▸ **What to produce**
Would you repeat every line below exactly, please?

▸ **Stored data entries**
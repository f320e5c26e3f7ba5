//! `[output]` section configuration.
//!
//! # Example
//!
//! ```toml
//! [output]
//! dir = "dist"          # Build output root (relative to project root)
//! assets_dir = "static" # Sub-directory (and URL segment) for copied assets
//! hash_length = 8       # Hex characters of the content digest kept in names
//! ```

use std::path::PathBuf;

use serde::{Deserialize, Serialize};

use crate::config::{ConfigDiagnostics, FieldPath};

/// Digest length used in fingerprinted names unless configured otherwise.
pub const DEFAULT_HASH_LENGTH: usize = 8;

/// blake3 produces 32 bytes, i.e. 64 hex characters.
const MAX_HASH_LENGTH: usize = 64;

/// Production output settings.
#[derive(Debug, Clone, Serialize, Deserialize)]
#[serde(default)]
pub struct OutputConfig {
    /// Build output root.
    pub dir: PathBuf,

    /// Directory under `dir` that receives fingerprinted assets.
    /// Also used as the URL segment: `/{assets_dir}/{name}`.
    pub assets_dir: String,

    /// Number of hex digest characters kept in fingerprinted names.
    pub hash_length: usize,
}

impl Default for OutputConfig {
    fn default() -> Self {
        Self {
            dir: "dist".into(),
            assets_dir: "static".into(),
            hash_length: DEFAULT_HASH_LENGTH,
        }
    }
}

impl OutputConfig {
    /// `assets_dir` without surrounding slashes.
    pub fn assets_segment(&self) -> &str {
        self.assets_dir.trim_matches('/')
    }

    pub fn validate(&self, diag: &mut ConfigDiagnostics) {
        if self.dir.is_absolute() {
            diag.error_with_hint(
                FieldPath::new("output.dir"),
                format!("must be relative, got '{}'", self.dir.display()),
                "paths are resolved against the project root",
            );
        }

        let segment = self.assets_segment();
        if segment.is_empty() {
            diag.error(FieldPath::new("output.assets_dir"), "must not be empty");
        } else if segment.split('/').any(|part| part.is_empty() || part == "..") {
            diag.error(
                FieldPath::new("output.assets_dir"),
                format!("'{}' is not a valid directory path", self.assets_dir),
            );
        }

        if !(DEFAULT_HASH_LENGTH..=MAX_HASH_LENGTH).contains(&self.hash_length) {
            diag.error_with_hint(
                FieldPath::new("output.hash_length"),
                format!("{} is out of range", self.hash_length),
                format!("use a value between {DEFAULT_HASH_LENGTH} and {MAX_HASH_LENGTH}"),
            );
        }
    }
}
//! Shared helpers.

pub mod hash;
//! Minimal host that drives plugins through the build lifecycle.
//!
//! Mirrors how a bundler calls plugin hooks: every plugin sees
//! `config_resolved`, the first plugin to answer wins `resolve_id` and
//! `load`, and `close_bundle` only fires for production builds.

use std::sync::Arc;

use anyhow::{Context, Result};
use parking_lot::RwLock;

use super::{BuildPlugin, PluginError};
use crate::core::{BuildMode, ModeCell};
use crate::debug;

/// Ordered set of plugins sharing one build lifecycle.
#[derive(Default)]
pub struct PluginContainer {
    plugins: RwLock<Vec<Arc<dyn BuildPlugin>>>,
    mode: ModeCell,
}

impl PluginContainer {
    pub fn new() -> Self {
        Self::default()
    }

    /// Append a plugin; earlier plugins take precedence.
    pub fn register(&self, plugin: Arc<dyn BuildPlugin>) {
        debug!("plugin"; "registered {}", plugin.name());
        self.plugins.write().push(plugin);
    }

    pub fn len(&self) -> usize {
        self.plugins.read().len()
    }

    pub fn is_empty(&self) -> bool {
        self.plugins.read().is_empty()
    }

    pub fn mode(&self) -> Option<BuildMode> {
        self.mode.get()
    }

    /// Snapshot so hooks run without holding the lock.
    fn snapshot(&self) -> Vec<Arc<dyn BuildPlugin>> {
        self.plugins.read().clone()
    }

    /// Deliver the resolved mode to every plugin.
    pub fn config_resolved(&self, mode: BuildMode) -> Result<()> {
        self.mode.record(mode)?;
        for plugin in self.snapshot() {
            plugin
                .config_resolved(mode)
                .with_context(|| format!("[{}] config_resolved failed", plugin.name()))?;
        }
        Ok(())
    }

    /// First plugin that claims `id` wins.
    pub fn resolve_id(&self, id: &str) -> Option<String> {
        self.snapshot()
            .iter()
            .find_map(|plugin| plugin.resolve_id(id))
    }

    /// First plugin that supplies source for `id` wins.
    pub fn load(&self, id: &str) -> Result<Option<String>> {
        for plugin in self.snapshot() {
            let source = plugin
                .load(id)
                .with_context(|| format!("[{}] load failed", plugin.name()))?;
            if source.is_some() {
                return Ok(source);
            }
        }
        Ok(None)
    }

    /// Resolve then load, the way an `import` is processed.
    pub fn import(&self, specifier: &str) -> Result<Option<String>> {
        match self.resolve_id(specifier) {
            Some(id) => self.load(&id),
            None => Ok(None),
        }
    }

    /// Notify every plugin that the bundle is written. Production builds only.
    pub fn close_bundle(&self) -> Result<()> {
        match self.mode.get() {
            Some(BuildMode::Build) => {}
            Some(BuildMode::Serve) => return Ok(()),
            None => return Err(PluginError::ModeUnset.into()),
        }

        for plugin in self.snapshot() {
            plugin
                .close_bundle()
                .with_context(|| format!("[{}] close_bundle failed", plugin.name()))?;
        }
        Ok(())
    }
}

▸ **Task output**
repository f320e5c26e3f7ba5
//! `[output]` section configuration.
//!
//! # Example
//!
//! ```toml
//! [output]
//! dir = "dist"          # Build output root (relative to project root)
//! assets_dir = "static" # Sub-directory (and URL segment) for copied assets
//! hash_length = 8       # Hex characters of the content digest kept in names
//! ```

use std::path::PathBuf;

use serde::{Deserialize, Serialize};

use crate::config::{ConfigDiagnostics, FieldPath};

/// Digest length used in fingerprinted names unless configured otherwise.
pub const DEFAULT_HASH_LENGTH: usize = 8;

/// blake3 produces 32 bytes, i.e. 64 hex characters.
const MAX_HASH_LENGTH: usize = 64;

/// Production output settings.
#[derive(Debug, Clone, Serialize, Deserialize)]
#[serde(default)]
pub struct OutputConfig {
    /// Build output root.
    pub dir: PathBuf,

    /// Directory under `dir` that receives fingerprinted assets.
    /// Also used as the URL segment: `/{assets_dir}/{name}`.
    pub assets_dir: String,

    /// Number of hex digest characters kept in fingerprinted names.
    pub hash_length: usize,
}

impl Default for OutputConfig {
    fn default() -> Self {
        Self {
            dir: "dist".into(),
            assets_dir: "static".into(),
            hash_length: DEFAULT_HASH_LENGTH,
        }
    }
}

impl OutputConfig {
    /// `assets_dir` without surrounding slashes.
    pub fn assets_segment(&self) -> &str {
        self.assets_dir.trim_matches('/')
    }

    pub fn validate(&self, diag: &mut ConfigDiagnostics) {
        if self.dir.is_absolute() {
            diag.error_with_hint(
                FieldPath::new("output.dir"),
                format!("must be relative, got '{}'", self.dir.display()),
                "paths are resolved against the project root",
            );
        }

        let segment = self.assets_segment();
        if segment.is_empty() {
            diag.error(FieldPath::new("output.assets_dir"), "must not be empty");
        } else if segment.split('/').any(|part| part.is_empty() || part == "..") {
            diag.error(
                FieldPath::new("output.assets_dir"),
                format!("'{}' is not a valid directory path", self.assets_dir),
            );
        }

        if !(DEFAULT_HASH_LENGTH..=MAX_HASH_LENGTH).contains(&self.hash_length) {
            diag.error_with_hint(
                FieldPath::new("output.hash_length"),
                format!("{} is out of range", self.hash_length),
                format!("use a value between {DEFAULT_HASH_LENGTH} and {MAX_HASH_LENGTH}"),
            );
        }
    }
}
//! Shared helpers.

pub mod hash;
//! Minimal host that drives plugins through the build lifecycle.
//!
//! Mirrors how a bundler calls plugin hooks: every plugin sees
//! `config_resolved`, the first plugin to answer wins `resolve_id` and
//! `load`, and `close_bundle` only fires for production builds.

use std::sync::Arc;

use anyhow::{Context, Result};
use parking_lot::RwLock;

use super::{BuildPlugin, PluginError};
use crate::core::{BuildMode, ModeCell};
use crate::debug;

/// Ordered set of plugins sharing one build lifecycle.
#[derive(Default)]
pub struct PluginContainer {
    plugins: RwLock<Vec<Arc<dyn BuildPlugin>>>,
    mode: ModeCell,
}

impl PluginContainer {
    pub fn new() -> Self {
        Self::default()
    }

    /// Append a plugin; earlier plugins take precedence.
    pub fn register(&self, plugin: Arc<dyn BuildPlugin>) {
        debug!("plugin"; "registered {}", plugin.name());
        self.plugins.write().push(plugin);
    }

    pub fn len(&self) -> usize {
        self.plugins.read().len()
    }

    pub fn is_empty(&self) -> bool {
        self.plugins.read().is_empty()
    }

    pub fn mode(&self) -> Option<BuildMode> {
        self.mode.get()
    }

    /// Snapshot so hooks run without holding the lock.
    fn snapshot(&self) -> Vec<Arc<dyn BuildPlugin>> {
        self.plugins.read().clone()
    }

    /// Deliver the resolved mode to every plugin.
    pub fn config_resolved(&self, mode: BuildMode) -> Result<()> {
        self.mode.record(mode)?;
        for plugin in self.snapshot() {
            plugin
                .config_resolved(mode)
                .with_context(|| format!("[{}] config_resolved failed", plugin.name()))?;
        }
        Ok(())
    }

    /// First plugin that claims `id` wins.
    pub fn resolve_id(&self, id: &str) -> Option<String> {
        self.snapshot()
            .iter()
            .find_map(|plugin| plugin.resolve_id(id))
    }

    /// First plugin that supplies source for `id` wins.
    pub fn load(&self, id: &str) -> Result<Option<String>> {
        for plugin in self.snapshot() {
            let source = plugin
                .load(id)
                .with_context(|| format!("[{}] load failed", plugin.name()))?;
            if source.is_some() {
                return Ok(source);
            }
        }
        Ok(None)
    }

    /// Resolve then load, the way an `import` is processed.
    pub fn import(&self, specifier: &str) -> Result<Option<String>> {
        match self.resolve_id(specifier) {
            Some(id) => self.load(&id),
            None => Ok(None),
        }
    }

    /// Notify every plugin that the bundle is written. Production builds only.
    pub fn close_bundle(&self) -> Result<()> {
        match self.mode.get() {
            Some(BuildMode::Build) => {}
            Some(BuildMode::Serve) => return Ok(()),
            None => return Err(PluginError::ModeUnset.into()),
        }

        for plugin in self.snapshot() {
            plugin
                .close_bundle()
                .with_context(|| format!("[{}] close_bundle failed", plugin.name()))?;
        }
        Ok(())
    }
}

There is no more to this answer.